*** MATERIAL FOR THIS TASK Section Begins ***

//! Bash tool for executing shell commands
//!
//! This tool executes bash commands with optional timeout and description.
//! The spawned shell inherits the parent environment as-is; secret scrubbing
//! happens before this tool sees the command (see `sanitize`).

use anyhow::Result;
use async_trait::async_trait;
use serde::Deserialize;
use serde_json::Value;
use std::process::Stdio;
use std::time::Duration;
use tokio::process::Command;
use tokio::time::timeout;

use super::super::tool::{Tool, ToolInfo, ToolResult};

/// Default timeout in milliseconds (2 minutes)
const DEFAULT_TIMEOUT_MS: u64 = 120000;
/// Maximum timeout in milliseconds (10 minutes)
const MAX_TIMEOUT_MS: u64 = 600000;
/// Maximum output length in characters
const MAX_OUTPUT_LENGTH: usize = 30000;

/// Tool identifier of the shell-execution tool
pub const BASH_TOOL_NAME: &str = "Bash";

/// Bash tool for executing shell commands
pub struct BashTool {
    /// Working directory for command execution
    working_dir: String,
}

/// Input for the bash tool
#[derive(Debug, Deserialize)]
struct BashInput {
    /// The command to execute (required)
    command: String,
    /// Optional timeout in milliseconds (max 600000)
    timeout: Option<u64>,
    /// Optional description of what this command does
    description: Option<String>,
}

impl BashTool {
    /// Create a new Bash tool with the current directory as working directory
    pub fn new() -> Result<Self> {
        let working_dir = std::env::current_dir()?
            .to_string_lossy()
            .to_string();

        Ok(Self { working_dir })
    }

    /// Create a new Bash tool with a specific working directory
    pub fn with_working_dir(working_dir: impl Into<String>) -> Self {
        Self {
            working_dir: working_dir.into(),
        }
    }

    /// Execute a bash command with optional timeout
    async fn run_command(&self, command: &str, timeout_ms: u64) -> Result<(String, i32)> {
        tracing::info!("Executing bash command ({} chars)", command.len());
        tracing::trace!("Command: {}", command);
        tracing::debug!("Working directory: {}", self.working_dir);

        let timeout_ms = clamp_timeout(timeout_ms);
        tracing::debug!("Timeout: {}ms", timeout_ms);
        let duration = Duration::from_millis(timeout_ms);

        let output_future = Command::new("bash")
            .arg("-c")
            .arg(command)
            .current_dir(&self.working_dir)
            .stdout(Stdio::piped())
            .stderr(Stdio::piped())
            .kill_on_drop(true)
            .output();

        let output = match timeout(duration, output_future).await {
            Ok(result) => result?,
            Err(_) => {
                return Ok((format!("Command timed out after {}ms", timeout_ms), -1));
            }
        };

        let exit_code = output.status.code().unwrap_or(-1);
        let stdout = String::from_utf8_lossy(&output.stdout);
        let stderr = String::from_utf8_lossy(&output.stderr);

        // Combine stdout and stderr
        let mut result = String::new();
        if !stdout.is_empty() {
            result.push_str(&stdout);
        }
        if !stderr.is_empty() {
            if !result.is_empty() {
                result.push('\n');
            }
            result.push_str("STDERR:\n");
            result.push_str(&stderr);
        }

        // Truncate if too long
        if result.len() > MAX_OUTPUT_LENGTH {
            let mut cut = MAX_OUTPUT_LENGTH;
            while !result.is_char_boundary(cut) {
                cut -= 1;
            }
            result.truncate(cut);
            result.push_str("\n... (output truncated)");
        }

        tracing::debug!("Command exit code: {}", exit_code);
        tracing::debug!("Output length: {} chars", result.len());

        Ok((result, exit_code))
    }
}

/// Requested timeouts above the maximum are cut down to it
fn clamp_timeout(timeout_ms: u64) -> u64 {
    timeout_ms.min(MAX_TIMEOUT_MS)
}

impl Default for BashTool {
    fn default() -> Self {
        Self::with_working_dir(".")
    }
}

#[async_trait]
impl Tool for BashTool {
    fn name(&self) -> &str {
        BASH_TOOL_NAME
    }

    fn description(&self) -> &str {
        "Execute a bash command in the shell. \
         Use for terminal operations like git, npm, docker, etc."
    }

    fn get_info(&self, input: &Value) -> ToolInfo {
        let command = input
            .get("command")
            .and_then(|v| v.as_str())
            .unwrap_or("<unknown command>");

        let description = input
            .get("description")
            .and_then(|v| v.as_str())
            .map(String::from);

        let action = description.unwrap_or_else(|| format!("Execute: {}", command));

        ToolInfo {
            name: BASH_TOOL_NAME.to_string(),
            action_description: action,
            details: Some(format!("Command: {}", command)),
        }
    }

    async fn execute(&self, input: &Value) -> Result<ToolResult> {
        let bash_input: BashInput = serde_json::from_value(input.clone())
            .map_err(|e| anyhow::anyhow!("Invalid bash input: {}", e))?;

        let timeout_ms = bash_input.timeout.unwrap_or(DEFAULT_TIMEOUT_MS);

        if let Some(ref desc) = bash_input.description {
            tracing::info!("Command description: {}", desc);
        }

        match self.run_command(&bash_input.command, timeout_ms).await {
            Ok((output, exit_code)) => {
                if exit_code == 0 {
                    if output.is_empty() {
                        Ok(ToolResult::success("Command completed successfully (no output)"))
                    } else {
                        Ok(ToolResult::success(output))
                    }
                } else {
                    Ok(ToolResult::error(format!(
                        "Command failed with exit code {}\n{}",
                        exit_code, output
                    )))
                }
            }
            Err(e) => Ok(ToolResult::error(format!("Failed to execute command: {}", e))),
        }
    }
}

*** MATERIAL FOR THIS TASK Section Ends ***
*** MATERIAL FOR THIS TASK Section Begins ***

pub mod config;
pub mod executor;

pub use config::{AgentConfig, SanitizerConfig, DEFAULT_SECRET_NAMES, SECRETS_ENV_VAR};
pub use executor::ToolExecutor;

*** MATERIAL FOR THIS TASK Section Ends ***
*** MATERIAL FOR THIS TASK Section Begins ***

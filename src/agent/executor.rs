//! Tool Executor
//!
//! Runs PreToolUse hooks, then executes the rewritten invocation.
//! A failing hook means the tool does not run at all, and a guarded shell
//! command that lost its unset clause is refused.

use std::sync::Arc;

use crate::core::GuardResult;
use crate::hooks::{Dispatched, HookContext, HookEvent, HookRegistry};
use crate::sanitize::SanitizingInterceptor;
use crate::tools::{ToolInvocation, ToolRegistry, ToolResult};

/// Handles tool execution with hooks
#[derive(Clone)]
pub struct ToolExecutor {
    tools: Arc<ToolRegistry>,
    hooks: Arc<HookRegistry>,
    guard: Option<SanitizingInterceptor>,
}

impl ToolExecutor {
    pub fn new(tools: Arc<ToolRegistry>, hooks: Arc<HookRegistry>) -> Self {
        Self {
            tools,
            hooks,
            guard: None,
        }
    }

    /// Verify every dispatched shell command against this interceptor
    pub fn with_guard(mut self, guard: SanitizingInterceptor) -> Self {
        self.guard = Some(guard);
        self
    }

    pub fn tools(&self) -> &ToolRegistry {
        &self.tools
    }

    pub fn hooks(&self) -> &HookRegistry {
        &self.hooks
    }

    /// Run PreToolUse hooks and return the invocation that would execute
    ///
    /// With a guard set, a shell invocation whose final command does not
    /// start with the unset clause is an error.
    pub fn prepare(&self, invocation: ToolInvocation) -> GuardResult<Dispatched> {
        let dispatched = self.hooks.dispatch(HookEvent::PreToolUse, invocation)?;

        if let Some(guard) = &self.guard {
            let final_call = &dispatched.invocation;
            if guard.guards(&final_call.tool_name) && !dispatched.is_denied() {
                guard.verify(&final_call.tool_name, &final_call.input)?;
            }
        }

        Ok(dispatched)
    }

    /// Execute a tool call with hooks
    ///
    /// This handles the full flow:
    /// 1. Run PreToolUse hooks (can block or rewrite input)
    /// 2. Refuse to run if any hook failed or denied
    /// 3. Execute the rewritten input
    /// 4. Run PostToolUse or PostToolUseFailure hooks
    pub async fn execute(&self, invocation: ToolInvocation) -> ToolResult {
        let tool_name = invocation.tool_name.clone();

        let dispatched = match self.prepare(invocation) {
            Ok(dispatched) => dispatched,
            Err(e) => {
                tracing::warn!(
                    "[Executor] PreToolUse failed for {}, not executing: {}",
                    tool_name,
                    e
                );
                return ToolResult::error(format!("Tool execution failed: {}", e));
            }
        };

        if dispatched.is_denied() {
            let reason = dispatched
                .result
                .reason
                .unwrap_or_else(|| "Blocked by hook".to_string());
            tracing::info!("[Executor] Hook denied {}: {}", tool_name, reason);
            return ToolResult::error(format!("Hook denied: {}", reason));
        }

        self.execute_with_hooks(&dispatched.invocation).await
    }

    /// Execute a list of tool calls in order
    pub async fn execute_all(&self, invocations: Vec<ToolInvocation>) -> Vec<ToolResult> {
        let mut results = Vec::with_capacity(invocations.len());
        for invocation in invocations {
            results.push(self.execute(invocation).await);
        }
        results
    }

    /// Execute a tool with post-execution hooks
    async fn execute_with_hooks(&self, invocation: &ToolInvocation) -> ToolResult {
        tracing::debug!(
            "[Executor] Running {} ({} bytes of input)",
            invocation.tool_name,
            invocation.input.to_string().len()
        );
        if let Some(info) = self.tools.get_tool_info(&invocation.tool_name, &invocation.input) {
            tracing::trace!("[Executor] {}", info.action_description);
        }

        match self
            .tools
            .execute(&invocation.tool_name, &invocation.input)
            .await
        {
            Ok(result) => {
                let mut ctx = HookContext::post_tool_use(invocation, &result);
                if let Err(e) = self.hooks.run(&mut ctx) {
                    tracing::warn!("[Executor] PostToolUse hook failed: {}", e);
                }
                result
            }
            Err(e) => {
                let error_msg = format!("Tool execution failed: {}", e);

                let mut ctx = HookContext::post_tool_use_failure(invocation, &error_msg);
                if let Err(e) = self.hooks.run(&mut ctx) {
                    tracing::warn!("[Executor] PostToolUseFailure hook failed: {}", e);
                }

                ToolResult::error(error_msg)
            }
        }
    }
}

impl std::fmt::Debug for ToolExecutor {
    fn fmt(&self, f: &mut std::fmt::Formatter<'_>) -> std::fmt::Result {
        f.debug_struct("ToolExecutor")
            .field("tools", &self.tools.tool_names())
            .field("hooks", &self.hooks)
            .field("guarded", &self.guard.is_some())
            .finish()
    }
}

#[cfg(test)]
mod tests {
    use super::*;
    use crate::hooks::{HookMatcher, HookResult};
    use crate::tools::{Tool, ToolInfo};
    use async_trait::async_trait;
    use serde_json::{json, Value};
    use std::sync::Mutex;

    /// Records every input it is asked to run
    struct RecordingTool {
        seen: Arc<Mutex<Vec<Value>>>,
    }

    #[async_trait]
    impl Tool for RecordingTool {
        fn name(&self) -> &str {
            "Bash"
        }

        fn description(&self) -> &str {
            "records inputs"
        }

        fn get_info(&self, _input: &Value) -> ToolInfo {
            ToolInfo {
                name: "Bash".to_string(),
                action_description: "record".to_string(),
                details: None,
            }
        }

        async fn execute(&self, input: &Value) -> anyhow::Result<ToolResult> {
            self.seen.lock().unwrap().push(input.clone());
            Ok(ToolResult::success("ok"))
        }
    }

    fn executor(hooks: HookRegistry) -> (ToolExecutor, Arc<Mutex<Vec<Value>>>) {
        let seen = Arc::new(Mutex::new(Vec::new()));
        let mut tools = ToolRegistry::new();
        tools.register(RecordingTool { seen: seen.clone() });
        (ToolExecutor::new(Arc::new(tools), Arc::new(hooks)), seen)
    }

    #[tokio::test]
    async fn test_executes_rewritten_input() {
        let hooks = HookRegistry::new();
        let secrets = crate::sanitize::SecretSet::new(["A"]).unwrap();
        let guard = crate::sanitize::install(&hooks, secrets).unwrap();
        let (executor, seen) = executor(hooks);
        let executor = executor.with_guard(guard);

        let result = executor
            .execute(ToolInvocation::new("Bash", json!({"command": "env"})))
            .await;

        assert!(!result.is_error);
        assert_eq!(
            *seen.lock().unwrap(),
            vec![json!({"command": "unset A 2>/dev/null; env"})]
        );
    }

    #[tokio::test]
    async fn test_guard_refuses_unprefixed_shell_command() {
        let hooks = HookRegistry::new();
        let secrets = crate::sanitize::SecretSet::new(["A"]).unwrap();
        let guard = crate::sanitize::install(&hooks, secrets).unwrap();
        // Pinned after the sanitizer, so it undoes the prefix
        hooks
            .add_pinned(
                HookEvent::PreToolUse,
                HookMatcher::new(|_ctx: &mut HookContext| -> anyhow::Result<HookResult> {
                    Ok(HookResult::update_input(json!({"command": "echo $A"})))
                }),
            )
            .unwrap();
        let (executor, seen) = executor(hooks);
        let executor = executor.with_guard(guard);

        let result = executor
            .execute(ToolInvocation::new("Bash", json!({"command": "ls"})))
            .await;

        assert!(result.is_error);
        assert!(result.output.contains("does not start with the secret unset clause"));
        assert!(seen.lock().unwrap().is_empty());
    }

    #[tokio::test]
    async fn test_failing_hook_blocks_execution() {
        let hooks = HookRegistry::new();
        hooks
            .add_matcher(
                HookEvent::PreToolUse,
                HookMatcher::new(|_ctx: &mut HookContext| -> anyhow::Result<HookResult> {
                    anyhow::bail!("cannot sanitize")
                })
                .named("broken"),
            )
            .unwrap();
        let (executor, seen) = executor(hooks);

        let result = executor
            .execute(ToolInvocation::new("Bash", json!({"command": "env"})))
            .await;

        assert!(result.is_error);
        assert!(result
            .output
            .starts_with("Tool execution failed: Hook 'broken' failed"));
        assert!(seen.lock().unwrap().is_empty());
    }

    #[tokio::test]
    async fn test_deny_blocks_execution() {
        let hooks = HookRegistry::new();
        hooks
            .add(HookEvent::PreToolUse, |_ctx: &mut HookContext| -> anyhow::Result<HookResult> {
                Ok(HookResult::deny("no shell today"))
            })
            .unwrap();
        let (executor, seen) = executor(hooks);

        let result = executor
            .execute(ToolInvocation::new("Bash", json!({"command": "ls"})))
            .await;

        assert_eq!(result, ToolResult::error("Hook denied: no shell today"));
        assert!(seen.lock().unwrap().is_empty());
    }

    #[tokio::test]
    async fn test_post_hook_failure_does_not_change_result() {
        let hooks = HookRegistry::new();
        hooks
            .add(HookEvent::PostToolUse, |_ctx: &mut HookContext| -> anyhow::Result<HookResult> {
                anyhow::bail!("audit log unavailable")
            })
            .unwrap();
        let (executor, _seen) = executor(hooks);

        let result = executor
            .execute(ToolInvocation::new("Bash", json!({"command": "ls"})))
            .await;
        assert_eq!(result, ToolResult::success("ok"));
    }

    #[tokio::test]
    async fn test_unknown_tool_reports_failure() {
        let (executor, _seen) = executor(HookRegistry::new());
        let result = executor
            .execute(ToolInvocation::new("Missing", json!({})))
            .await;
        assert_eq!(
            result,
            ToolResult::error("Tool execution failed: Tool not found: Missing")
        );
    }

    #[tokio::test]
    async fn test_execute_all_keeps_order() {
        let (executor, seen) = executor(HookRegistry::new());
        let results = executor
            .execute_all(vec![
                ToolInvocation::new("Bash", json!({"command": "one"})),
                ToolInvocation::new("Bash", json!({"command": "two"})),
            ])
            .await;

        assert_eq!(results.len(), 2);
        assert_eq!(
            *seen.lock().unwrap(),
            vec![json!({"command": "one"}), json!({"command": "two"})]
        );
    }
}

*** MATERIAL FOR THIS TASK Section Ends ***

## [WHAT IS NEEDED]
The output should be exactly the lines above from the line containing "input: &Value) -> anyhow::Result<ToolResult>" to the line containing "fn executor(hooks: HookRegistry)", inclusive, with no other lines.

## [FINAL ANSWER]
        async fn execute(&self, input: &Value) -> anyhow::Result<ToolResult> {
            self.seen.lock().unwrap().push(input.clone());
            Ok(ToolResult::success("ok"))
        }
    }

    fn executor(hooks: HookRegistry) -> (ToolExecutor, Arc<Mutex<Vec<Value>>>) {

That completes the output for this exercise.